In today’s world it seems more important than ever to focus on raising compassionate children. One of the easiest ways to do this is to consistently practice compassion by making it a part of your family’s day-to-day life.
Promote kindness. Teach your children to be kind to others and lead by example. Kids often like to help and parents can nurture that by being good role models and finding opportunities for children to perform small acts of kindness. Whether encouraging your child to befriend a new classmate or having them help you bake cookies for a neighbor, these activities demonstrate ways to think of others. They can also practice kindness at home by sharing toys with siblings and doing small chores.
Provide structure and enforce rules. Without setting limits, your child could tend to be more self-centered. Make sure your child understands unacceptable behavior and that there is another person at the end of a relationship who has feelings. They can also start to learn about consequences of certain actions through a brief time-out or losing screen time for a day. Work with your child to learn good manners and practice using them daily. This helps build their character and good relationships. Compliment them when they are being polite or using good behavior.
Help your child understand their emotions. Teach your child about feelings and emotions by talking about different situations and asking them how they felt. For example, ask them “How did you feel when Bobby took the truck you were playing with?” or “When Madison fell on the playground, how do you think she felt?” This helps them express their emotions and think about the feelings of others.
Volunteer together. Learning to give back to the community is important and volunteering can be a fun activity for your family. Donating toys and books to a local charity, participating in neighborhood cleanup efforts and shopping for non-perishable food items for a food pantry are a few ways to get your kids involved in the community.

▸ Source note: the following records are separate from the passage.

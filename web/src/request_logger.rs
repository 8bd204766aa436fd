//! Structured request logging middleware
//!
//! Emits one tracing event per request with method, path, status and timing.

use axum::{extract::Request, middleware::Next, response::Response};
use std::time::Instant;

/// Maximum length for logged query strings before truncation
const MAX_QUERY_LENGTH: usize = 30;

/// Truncation suffix for long values
const TRUNCATION_SUFFIX: &str = "...";

/// Request logging middleware
///
/// Successful and client-error responses are logged at `info`, server errors
/// at `warn`.
pub async fn request_logging_middleware(request: Request, next: Next) -> Response {
    let start_time = Instant::now();
    let method = request.method().clone();
    let path = request.uri().path().to_string();
    let query = request.uri().query().map(truncate_value).unwrap_or_default();

    let response = next.run(request).await;
    let latency_ms = start_time.elapsed().as_millis() as u64;
    let status = response.status().as_u16();

    if response.status().is_server_error() {
        tracing::warn!(%method, %path, %query, status, latency_ms, "request failed");
    } else {
        tracing::info!(%method, %path, %query, status, latency_ms, "request handled");
    }

    response
}

/// Truncate a value to [`MAX_QUERY_LENGTH`] characters
fn truncate_value(value: &str) -> String {
    if value.chars().count() <= MAX_QUERY_LENGTH {
        value.to_string()
    } else {
        let kept: String = value
            .chars()
            .take(MAX_QUERY_LENGTH - TRUNCATION_SUFFIX.len())
            .collect();
        format!("{kept}{TRUNCATION_SUFFIX}")
    }
}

Express gratitude. Studies show that people who regularly express gratitude are more likely to be happy, generous and compassionate. Start cultivating this with young children by having each family member share at dinner or bedtime what they are grateful for from the day. Ask your children ways they saw kindness being displayed or how they displayed kindness. It will become something your kids will look forward to and they’ll start being on the lookout for moments of kindness or gratitude to share. As an added bonus it will also give you more insight into their day.